What this task involves: Count every line in the following entries that holds the word "axum". Only the number should be given.

(Collection entries)
·····
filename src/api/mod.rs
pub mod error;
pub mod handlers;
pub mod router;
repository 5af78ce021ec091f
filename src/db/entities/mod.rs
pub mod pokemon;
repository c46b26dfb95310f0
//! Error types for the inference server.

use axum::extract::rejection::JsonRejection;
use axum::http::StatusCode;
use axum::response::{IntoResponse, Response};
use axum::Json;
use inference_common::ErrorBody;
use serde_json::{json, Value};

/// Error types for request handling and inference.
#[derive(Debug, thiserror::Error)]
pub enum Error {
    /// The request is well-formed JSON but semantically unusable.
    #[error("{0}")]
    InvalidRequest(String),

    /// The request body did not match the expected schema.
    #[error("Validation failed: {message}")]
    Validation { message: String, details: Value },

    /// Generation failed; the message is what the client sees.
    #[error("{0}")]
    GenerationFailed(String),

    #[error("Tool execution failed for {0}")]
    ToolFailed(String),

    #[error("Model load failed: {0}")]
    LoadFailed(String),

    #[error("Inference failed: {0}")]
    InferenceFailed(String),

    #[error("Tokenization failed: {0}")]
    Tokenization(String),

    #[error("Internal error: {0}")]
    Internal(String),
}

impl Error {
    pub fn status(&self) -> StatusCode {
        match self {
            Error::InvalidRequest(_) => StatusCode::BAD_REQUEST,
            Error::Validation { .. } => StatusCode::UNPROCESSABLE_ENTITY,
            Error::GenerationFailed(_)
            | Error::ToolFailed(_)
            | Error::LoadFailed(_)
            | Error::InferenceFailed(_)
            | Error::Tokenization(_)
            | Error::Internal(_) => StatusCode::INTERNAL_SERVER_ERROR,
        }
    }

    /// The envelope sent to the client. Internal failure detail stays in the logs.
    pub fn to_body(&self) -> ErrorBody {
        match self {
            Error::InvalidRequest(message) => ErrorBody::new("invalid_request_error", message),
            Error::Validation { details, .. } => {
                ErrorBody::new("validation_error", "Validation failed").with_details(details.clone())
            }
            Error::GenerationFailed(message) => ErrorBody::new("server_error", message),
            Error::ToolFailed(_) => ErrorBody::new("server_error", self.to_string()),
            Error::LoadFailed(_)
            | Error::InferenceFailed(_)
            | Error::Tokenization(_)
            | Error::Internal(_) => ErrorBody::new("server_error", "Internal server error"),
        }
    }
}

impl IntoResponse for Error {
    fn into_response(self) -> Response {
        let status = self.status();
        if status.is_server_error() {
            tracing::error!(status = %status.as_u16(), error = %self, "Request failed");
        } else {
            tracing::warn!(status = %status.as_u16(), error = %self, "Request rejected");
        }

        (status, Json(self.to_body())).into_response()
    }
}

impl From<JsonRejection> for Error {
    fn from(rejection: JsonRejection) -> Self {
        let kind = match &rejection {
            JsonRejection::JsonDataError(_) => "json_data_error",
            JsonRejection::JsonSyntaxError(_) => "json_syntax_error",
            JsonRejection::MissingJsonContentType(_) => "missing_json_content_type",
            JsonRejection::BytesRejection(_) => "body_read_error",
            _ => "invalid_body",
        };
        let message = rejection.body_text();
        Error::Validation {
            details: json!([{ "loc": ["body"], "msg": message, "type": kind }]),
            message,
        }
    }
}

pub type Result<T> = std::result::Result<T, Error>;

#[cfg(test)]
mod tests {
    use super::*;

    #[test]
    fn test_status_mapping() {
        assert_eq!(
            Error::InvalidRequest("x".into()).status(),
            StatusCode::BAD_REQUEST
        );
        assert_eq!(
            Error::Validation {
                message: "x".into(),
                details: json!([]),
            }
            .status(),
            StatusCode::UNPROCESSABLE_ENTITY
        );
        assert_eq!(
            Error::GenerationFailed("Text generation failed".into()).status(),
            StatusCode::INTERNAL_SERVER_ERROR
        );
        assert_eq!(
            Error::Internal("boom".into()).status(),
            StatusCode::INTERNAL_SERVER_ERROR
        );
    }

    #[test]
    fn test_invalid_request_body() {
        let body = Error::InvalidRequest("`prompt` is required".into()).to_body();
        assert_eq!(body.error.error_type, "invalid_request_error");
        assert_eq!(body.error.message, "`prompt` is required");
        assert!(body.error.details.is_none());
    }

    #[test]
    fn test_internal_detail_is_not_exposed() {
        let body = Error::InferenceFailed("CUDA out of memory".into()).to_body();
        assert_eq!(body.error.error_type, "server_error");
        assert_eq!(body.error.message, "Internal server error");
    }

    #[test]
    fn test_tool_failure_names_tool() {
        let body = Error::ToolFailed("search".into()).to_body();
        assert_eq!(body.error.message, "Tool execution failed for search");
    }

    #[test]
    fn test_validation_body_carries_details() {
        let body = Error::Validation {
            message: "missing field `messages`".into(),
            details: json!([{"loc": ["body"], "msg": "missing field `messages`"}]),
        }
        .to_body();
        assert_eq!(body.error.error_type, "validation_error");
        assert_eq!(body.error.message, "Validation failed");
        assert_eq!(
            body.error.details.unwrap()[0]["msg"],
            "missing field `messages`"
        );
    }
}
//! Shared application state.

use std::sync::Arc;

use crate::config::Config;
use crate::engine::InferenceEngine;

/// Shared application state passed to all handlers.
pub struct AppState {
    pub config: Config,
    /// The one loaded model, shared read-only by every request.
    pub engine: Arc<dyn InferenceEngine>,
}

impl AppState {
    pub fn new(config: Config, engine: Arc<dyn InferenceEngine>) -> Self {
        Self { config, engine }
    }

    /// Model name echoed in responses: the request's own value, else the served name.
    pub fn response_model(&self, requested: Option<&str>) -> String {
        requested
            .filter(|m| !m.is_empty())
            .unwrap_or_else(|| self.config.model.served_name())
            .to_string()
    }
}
·····
Written solution: 4